(Activity) Set down exactly the lines in the records below that run from the line with "consumes no slot" to the line with "let mut entry", inclusive, and nothing more.

Data records
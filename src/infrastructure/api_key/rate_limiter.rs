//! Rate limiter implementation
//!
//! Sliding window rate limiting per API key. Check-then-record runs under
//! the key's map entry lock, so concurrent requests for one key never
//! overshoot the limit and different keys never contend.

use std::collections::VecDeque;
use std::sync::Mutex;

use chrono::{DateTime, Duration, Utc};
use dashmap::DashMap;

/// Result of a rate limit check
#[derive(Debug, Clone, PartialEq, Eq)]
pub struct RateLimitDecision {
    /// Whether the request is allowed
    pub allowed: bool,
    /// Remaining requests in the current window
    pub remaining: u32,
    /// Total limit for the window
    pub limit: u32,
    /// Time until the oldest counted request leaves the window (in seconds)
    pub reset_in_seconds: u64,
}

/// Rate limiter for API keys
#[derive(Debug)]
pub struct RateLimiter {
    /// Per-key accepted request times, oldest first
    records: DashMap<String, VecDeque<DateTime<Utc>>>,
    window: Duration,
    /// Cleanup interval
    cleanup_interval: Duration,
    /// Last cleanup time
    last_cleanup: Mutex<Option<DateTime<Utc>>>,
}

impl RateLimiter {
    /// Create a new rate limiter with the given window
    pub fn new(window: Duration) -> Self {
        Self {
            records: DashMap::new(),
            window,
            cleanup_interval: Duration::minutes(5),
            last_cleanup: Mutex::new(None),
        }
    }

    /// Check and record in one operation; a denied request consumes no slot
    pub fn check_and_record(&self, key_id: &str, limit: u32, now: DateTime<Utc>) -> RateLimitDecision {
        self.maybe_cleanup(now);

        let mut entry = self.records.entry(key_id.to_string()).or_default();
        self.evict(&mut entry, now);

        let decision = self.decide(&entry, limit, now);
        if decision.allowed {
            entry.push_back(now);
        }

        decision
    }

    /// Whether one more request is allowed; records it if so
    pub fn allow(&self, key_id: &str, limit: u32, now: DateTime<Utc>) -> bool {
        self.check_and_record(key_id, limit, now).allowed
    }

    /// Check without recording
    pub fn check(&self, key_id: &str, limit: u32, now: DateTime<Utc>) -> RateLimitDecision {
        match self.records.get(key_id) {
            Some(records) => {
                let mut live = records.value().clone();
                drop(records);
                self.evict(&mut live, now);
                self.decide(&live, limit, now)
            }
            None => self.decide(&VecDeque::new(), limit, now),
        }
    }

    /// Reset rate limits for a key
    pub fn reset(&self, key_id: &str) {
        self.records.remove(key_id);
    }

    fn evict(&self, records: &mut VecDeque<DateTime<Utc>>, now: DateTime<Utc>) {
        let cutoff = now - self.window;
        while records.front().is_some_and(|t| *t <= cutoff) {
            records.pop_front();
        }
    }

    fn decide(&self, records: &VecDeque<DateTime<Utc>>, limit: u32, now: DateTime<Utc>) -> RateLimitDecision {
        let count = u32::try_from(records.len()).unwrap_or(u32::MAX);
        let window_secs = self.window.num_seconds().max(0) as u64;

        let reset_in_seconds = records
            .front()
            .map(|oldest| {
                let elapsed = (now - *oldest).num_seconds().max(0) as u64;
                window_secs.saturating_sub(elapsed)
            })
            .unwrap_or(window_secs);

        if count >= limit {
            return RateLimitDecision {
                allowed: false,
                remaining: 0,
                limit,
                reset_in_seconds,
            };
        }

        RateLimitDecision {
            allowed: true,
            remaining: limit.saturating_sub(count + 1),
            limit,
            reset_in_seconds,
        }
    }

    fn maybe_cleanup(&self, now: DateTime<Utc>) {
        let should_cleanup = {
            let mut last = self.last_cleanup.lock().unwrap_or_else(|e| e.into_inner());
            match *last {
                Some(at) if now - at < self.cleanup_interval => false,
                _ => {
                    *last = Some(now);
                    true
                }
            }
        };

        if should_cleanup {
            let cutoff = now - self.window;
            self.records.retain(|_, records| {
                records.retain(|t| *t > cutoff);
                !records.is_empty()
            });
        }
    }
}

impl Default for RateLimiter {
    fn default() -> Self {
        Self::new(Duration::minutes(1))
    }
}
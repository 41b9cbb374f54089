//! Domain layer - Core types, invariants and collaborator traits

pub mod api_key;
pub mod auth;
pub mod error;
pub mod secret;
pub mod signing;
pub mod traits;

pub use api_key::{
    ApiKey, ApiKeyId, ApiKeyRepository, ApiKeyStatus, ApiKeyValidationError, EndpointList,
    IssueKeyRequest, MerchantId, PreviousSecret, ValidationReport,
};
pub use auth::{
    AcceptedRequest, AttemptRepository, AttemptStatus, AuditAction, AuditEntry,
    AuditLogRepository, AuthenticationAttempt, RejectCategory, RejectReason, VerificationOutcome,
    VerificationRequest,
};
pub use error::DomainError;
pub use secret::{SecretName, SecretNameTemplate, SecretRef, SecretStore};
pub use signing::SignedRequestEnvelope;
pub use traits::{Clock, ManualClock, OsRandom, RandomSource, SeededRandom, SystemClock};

==

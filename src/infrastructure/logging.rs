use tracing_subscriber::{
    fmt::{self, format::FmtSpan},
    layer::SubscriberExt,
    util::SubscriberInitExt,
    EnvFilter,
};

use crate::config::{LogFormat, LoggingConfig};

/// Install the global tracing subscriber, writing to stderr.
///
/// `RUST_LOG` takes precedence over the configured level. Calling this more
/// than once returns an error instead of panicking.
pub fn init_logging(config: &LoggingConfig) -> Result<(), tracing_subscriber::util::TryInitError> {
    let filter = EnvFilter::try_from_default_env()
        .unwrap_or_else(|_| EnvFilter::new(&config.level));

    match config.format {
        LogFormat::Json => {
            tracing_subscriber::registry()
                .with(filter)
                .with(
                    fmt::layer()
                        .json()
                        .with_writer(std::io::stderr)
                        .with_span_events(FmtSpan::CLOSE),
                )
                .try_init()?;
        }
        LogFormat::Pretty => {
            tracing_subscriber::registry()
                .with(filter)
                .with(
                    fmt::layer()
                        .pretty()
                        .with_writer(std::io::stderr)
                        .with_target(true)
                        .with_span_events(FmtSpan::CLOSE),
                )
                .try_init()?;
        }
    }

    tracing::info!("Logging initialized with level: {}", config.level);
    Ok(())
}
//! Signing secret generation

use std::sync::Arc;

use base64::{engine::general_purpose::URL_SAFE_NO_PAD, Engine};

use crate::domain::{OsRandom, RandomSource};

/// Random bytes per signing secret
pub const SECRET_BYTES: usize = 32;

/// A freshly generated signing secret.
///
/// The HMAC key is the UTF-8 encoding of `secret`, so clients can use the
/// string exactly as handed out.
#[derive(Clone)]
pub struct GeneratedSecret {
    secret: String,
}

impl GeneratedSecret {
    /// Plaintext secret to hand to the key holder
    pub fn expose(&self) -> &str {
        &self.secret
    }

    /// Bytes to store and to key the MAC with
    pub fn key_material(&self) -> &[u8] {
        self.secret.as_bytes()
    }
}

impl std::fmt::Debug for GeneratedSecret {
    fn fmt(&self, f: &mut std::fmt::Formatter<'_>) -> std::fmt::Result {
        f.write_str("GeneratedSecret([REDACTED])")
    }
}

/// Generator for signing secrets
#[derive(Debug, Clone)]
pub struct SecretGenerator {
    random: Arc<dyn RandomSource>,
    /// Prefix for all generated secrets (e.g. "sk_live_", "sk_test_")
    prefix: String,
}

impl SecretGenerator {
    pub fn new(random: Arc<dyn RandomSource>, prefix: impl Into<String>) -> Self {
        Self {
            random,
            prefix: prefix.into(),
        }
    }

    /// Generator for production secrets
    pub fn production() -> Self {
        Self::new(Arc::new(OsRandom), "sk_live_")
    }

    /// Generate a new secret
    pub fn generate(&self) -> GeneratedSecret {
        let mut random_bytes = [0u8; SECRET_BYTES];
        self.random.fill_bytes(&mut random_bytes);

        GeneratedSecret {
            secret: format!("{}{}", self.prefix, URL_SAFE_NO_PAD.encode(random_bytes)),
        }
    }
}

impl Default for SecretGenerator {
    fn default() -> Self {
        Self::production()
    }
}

---

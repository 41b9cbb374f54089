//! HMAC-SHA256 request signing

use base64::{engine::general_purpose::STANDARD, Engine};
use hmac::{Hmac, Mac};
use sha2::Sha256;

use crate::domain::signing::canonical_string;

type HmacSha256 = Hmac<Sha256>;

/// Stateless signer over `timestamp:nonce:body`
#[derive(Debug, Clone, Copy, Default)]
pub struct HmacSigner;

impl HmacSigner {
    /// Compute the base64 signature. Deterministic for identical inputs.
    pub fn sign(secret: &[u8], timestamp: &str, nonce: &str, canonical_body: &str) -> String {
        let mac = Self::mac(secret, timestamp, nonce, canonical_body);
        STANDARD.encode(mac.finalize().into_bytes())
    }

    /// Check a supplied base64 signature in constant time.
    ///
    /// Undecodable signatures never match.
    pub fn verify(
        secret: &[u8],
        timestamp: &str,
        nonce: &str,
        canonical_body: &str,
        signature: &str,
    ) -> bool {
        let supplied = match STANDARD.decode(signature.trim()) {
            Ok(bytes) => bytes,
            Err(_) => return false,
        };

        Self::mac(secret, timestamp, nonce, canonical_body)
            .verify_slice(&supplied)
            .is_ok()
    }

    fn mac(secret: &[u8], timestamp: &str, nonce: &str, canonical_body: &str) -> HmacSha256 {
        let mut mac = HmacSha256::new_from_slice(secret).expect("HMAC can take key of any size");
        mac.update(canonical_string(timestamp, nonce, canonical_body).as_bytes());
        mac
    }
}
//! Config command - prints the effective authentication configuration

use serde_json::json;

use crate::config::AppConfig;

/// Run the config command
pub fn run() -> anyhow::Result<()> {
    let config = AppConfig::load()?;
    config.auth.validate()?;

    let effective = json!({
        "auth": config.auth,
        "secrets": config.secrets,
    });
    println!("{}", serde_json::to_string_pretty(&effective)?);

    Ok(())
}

(Expected answer)
    /// Check and record in one operation; a denied request consumes no slot
    pub fn check_and_record(&self, key_id: &str, limit: u32, now: DateTime<Utc>) -> RateLimitDecision {
        self.maybe_cleanup(now);

        let mut entry = self.records.entry(key_id.to_string()).or_default();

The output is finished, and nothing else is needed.